*** Opening of Given records ***

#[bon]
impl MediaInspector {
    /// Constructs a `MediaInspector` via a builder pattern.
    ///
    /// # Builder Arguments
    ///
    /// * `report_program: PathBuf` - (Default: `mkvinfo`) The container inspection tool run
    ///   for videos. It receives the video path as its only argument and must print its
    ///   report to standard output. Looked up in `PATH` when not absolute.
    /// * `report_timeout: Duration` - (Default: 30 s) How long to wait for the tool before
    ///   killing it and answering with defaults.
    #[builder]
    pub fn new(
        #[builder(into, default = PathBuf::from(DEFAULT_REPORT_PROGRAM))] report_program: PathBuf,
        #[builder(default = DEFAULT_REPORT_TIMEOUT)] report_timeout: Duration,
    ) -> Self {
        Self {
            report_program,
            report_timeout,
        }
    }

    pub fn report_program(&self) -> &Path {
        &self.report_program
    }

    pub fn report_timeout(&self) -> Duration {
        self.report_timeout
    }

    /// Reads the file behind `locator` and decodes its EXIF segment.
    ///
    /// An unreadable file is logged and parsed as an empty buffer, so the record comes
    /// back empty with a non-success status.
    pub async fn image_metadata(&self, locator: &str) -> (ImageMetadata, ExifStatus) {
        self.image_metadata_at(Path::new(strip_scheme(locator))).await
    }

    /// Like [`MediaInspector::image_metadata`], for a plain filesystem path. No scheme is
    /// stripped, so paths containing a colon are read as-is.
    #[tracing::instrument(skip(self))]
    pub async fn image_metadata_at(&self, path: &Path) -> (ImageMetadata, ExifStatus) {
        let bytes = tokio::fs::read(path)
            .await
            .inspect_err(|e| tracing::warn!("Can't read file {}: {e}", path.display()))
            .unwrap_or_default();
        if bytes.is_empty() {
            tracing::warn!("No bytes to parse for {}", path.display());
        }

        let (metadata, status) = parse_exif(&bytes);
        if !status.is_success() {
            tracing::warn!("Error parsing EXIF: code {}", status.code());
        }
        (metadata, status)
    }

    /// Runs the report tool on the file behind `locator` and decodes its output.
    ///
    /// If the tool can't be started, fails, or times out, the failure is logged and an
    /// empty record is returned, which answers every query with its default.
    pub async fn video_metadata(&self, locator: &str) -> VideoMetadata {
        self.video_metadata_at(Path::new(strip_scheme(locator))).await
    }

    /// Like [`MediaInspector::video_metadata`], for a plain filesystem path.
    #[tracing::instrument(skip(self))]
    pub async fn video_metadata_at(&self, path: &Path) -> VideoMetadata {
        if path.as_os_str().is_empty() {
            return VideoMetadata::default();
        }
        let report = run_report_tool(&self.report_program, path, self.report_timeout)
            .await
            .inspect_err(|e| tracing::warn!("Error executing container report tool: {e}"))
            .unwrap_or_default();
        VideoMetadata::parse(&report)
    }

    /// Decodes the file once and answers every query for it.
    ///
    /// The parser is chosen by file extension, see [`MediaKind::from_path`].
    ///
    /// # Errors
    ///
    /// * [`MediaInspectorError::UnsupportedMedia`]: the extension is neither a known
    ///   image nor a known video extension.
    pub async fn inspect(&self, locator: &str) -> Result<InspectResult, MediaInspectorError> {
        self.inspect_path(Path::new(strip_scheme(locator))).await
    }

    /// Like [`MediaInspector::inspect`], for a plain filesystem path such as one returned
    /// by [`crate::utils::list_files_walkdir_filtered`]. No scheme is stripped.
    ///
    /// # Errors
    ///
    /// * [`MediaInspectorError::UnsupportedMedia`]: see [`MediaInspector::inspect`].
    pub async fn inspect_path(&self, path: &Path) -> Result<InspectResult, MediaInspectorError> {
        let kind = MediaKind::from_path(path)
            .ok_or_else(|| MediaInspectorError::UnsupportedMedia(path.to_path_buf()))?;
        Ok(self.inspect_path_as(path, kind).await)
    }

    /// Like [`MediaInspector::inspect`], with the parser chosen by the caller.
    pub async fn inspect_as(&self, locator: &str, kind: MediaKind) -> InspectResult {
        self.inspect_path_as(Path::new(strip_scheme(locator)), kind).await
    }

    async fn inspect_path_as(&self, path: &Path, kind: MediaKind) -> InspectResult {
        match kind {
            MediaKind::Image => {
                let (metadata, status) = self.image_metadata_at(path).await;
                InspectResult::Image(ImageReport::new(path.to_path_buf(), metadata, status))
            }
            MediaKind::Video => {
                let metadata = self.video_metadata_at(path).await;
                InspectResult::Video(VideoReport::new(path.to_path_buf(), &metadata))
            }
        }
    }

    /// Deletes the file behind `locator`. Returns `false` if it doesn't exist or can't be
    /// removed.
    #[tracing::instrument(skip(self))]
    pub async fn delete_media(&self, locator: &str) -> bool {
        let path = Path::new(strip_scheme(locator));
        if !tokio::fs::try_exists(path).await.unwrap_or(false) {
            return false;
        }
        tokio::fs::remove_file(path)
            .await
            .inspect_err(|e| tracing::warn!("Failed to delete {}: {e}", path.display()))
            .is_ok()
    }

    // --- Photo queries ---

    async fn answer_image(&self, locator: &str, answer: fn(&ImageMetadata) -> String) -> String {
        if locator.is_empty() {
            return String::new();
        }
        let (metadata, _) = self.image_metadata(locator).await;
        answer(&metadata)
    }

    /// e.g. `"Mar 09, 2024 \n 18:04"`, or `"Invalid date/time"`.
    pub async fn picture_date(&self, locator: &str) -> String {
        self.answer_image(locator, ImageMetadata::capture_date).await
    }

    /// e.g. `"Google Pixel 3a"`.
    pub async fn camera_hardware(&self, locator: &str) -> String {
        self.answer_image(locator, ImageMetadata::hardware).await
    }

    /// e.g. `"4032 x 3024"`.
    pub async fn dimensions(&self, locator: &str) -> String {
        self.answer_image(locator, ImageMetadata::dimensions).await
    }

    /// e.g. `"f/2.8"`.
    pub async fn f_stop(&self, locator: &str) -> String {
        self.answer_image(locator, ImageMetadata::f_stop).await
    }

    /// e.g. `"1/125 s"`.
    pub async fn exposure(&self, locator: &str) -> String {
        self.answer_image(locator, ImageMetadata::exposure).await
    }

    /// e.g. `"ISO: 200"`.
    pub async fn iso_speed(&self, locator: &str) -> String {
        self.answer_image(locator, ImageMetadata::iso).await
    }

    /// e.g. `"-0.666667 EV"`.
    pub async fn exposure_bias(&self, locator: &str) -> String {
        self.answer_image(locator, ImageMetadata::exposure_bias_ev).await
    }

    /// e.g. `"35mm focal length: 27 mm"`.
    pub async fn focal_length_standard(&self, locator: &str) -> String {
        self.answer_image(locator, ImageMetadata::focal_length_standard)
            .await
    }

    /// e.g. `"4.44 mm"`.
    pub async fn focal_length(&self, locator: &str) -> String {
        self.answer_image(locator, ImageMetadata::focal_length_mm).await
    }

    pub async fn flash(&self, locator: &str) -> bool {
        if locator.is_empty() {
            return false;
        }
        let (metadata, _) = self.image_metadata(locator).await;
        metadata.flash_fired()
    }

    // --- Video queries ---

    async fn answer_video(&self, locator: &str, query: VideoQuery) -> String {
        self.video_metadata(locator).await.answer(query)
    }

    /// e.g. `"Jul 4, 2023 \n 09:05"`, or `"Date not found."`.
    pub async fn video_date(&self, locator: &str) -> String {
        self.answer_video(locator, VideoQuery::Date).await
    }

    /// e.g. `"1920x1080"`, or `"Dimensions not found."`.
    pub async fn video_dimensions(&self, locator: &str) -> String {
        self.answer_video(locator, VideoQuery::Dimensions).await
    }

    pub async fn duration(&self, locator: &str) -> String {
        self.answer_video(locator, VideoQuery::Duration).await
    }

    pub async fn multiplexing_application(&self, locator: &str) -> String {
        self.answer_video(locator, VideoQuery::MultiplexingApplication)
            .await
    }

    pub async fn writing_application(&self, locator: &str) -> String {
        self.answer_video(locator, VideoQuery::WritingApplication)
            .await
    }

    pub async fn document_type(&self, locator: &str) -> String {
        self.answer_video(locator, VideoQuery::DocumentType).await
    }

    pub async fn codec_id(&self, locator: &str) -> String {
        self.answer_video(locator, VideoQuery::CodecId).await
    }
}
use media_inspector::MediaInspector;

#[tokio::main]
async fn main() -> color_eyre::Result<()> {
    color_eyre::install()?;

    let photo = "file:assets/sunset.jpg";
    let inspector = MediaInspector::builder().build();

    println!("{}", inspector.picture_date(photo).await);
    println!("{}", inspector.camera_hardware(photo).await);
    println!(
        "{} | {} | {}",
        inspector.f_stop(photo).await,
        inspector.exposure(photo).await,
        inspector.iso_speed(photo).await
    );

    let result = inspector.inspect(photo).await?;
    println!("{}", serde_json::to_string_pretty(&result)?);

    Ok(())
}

*** Close of Given records ***
*** Opening of Given records ***

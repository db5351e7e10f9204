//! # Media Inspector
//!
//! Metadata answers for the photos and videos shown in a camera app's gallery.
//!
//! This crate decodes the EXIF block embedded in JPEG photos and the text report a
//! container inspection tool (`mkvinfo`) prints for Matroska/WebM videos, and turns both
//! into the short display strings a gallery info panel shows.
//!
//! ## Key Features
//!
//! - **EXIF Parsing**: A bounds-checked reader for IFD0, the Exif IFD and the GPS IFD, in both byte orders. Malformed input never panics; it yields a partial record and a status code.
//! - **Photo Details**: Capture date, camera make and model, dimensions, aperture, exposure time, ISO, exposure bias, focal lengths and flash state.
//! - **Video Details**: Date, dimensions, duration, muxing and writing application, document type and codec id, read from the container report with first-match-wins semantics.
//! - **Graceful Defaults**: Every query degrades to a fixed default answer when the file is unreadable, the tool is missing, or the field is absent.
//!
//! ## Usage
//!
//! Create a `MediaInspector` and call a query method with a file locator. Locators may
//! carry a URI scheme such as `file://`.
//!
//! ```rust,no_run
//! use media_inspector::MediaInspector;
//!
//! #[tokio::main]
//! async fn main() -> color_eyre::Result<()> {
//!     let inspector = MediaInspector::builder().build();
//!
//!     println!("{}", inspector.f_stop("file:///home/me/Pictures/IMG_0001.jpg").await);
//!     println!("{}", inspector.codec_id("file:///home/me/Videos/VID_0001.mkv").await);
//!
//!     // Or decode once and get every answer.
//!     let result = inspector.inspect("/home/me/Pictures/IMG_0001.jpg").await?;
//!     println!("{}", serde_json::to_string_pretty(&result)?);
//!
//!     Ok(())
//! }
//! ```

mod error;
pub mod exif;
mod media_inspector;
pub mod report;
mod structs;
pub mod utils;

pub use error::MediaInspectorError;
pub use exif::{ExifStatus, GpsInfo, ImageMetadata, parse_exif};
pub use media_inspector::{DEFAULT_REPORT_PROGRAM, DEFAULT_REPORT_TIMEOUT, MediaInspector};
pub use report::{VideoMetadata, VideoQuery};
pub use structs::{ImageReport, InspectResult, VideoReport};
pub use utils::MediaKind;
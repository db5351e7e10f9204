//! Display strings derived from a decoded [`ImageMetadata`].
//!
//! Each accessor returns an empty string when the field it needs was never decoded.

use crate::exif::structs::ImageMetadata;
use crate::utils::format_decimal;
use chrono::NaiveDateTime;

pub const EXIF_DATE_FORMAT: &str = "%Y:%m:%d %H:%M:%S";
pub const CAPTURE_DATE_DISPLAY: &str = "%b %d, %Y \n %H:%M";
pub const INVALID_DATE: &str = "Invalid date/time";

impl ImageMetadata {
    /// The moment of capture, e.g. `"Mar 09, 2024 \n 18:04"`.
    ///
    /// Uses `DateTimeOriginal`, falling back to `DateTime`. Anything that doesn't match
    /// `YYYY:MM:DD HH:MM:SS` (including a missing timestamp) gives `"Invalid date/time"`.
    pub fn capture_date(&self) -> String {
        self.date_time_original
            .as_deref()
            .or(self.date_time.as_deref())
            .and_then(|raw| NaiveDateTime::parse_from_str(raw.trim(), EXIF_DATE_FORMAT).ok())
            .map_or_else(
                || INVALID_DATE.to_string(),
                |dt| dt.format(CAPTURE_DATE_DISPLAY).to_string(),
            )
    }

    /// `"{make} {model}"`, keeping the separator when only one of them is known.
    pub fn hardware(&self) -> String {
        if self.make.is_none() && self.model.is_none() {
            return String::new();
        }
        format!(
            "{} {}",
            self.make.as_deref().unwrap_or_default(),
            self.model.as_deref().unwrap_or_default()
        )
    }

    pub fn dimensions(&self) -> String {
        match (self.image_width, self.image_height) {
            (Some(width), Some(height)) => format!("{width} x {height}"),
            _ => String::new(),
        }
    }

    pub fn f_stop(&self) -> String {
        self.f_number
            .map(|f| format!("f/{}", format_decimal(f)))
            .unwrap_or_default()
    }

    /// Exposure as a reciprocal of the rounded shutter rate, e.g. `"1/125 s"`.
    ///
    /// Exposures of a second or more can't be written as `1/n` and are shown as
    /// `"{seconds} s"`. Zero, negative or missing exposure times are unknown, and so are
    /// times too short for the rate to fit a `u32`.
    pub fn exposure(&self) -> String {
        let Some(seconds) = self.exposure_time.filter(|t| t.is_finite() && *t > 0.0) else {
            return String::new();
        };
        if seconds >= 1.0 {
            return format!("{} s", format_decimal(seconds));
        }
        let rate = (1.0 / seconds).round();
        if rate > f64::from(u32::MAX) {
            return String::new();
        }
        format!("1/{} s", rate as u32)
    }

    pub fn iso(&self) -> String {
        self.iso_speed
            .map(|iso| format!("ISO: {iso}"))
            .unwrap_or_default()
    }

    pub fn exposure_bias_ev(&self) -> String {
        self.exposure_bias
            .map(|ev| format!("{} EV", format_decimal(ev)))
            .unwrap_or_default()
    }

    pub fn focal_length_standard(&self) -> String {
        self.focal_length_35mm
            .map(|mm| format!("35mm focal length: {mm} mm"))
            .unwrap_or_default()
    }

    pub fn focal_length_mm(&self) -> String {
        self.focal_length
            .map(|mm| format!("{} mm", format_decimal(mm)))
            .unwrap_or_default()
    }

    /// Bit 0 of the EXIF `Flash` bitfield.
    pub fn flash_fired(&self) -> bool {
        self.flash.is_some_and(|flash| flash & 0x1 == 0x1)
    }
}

*** Close of Given records ***

Problem details = Copy all lines from the entries that contain the word "Like".

Your solution =
    /// Like [`MediaInspector::image_metadata`], for a plain filesystem path. No scheme is
    /// Like [`MediaInspector::video_metadata`], for a plain filesystem path.
    /// Like [`MediaInspector::inspect`], for a plain filesystem path such as one returned
    /// Like [`MediaInspector::inspect`], with the parser chosen by the caller.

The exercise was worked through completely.